First, there is damage or loss of your “stuff.” For example, your computer equipment is destroyed in a fire, or a voltage surge blows out your network, destroying your data. It might be a hacker or virus that corrupts your data to a point you can’t use it.

Related to the property loss is the lost income that results from your computer being down. Often called first party losses, these impact you and your operations.

Liability exposures come from your negligence. For example, your network is down and customers cannot use the services they need. Your computer system could spread a virus that damages a customer’s network. Perhaps hackers get access to your data and copy customer information.

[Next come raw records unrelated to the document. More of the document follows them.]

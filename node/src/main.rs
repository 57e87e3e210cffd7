// Copyright (c) 2026 Concord Contributors. MIT License.
// See LICENSE for details.

//! # Concord Node
//!
//! Entry point for the `concord-node` binary. Parses CLI arguments, loads
//! flow settings, initializes logging and metrics, then either serves the
//! HTTP API over an in-process deployment or runs a simulated flow.
//!
//! - `serve`   : start the deployment and the HTTP API
//! - `simulate`: run one flow (or a race) and print the outcome as JSON
//! - `version` : print build version information

mod api;
mod cli;
mod logging;
mod metrics;
mod simulation;

use anyhow::{Context, Result};
use clap::Parser;
use std::sync::Arc;
use tokio::signal;

use concord_protocol::config::FlowConfig;
use concord_protocol::flow::FlowEvent;

use cli::{Commands, CommonArgs, ConcordNodeCli};
use metrics::NodeMetrics;

#[tokio::main]
async fn main() -> Result<()> {
    let cli = ConcordNodeCli::parse();

    match cli.command {
        Commands::Serve(args) => serve(args).await,
        Commands::Simulate(args) => simulate(args).await,
        Commands::Version => {
            print_version();
            Ok(())
        }
    }
}

/// Flow settings from the config file, then the `--notary` override.
fn load_config(common: &CommonArgs) -> Result<FlowConfig> {
    let mut config = match &common.config {
        Some(path) => {
            let raw = std::fs::read_to_string(path)
                .with_context(|| format!("failed to read config file {}", path.display()))?;
            serde_json::from_str::<FlowConfig>(&raw)
                .with_context(|| format!("invalid config file {}", path.display()))?
        }
        None => FlowConfig::default(),
    };
    if let Some(notary) = &common.notary {
        config.notary = notary.clone();
    }
    Ok(config)
}

fn open_cluster(common: &CommonArgs, config: &FlowConfig) -> Result<concord_protocol::Cluster> {
    if let Some(dir) = &common.data_dir {
        std::fs::create_dir_all(dir)
            .with_context(|| format!("failed to create data directory {}", dir.display()))?;
    }
    simulation::build_cluster(config, common.data_dir.as_deref()).context("failed to start cluster")
}

/// Forward every node's flow events into the log.
fn log_flow_events(cluster: &concord_protocol::Cluster) {
    for name in cluster.node_names() {
        let Some(node) = cluster.node(name.as_str()) else { continue };
        let mut events = node.subscribe();
        tokio::spawn(async move {
            loop {
                match events.recv().await {
                    Ok(FlowEvent { flow_id, step }) => {
                        tracing::debug!(node = %name, %flow_id, ?step, "flow event");
                    }
                    Err(tokio::sync::broadcast::error::RecvError::Lagged(skipped)) => {
                        tracing::warn!(node = %name, skipped, "flow event log lagging");
                    }
                    Err(tokio::sync::broadcast::error::RecvError::Closed) => break,
                }
            }
        });
    }
}

async fn serve(args: cli::ServeArgs) -> Result<()> {
    logging::init_logging(logging::DEFAULT_DIRECTIVES, args.common.log_format);

    let config = load_config(&args.common)?;
    tracing::info!(
        notary = %config.notary,
        api_addr = %args.api_addr,
        data_dir = ?args.common.data_dir,
        "starting concord-node"
    );

    let cluster = Arc::new(open_cluster(&args.common, &config)?);
    log_flow_events(&cluster);
    let node_metrics = Arc::new(NodeMetrics::new().context("failed to register metrics")?);

    let state = api::AppState {
        version: format!(
            "{} (protocol {})",
            env!("CARGO_PKG_VERSION"),
            concord_protocol::config::PROTOCOL_VERSION,
        ),
        started_at: chrono::Utc::now(),
        cluster: Arc::clone(&cluster),
        metrics: node_metrics,
    };
    let router = api::create_router(state);

    let listener = tokio::net::TcpListener::bind(&args.api_addr)
        .await
        .with_context(|| format!("failed to bind API listener on {}", args.api_addr))?;
    tracing::info!(addr = %args.api_addr, "API server listening");

    axum::serve(listener, router)
        .with_graceful_shutdown(shutdown_signal())
        .await
        .context("API server error")?;

    match Arc::try_unwrap(cluster) {
        Ok(cluster) => cluster.shutdown().await.context("cluster shutdown")?,
        Err(_) => tracing::warn!("cluster still referenced at shutdown, skipping flush"),
    }
    tracing::info!("concord-node stopped");
    Ok(())
}

async fn simulate(args: cli::SimulateArgs) -> Result<()> {
    logging::init_logging(logging::DEFAULT_DIRECTIVES, args.common.log_format);

    let config = load_config(&args.common)?;
    let cluster = open_cluster(&args.common, &config)?;
    log_flow_events(&cluster);
    let node_metrics = NodeMetrics::new().context("failed to register metrics")?;
    let observer = (!args.no_report).then(simulation::regulator);

    let output = if args.race {
        let report = simulation::race(&cluster, &node_metrics, observer).await;
        serde_json::to_string_pretty(&report)?
    } else {
        let result = simulation::start_transition(
            &cluster,
            &node_metrics,
            &args.source,
            &args.target,
            observer,
        )
        .await;
        serde_json::to_string_pretty(&simulation::FlowReport::from(result))?
    };
    println!("{output}");

    cluster.shutdown().await.context("cluster shutdown")?;
    Ok(())
}

fn print_version() {
    println!("concord-node {}", env!("CARGO_PKG_VERSION"));
    println!("protocol     {}", concord_protocol::config::PROTOCOL_VERSION);
    println!("signatures   {}", concord_protocol::config::SIGNING_ALGORITHM);
}

/// Waits for SIGINT (Ctrl+C) or SIGTERM, whichever comes first.
///
/// On non-Unix platforms, only Ctrl+C is supported.
async fn shutdown_signal() {
    let ctrl_c = async {
        if let Err(e) = signal::ctrl_c().await {
            tracing::error!(error = %e, "failed to listen for Ctrl+C");
            std::future::pending::<()>().await;
        }
    };

    #[cfg(unix)]
    let terminate = async {
        match signal::unix::signal(signal::unix::SignalKind::terminate()) {
            Ok(mut sigterm) => {
                sigterm.recv().await;
            }
            Err(e) => {
                tracing::error!(error = %e, "failed to install SIGTERM handler");
                std::future::pending::<()>().await;
            }
        }
    };

    #[cfg(not(unix))]
    let terminate = std::future::pending::<()>();

    tokio::select! {
        _ = ctrl_c => {}
        _ = terminate => {}
    }
    tracing::info!("shutdown signal received, draining connections");
}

Liability comes out of your actions (or lack of actions) that injures or damages another. These losses are known as third party losses.

Often, a first party loss can lead to a third party loss. Your data is destroyed by a hacker. The loss of the data prevents a customer from using your service, resulting in higher costs to your customer and a breach of your contract. Your customer sues you.

The following are examples of the two categories of exposures.

First Party Losses:

–Your computer is destroyed by fire.

–A mechanical failure causes your system to crash.

–Your computer is stolen.

–Your data is accidentally erased.

–Your data is not accessible to you because of a virus.

–As your computer is inaccessible, you lose revenue.

–You are the victim of an extortion where a caller demands $100,000 or he will divulge customer data.

–A data breach forces you to undertake a public relations campaign to minimize damage.

Third Party Losses:

–Your customers’ data is published on a website.

–A breach of your system allows thieves to use customer credit cards.

–Your system infects a customer’s system with a virus.

–Your employee accidentally erases a customer’s data.

–An employee posts defamatory statements about a competitor on Twitter.

–A web design company accuses you of violating their copyright.

Talk with your insurance agent about these exposures and how your insurance responds. The standard insurance coverage (property insurance and general liability insurance) provide some coverage.

Some companies should consider cyber liability insurance. Talk with your insurance advisor.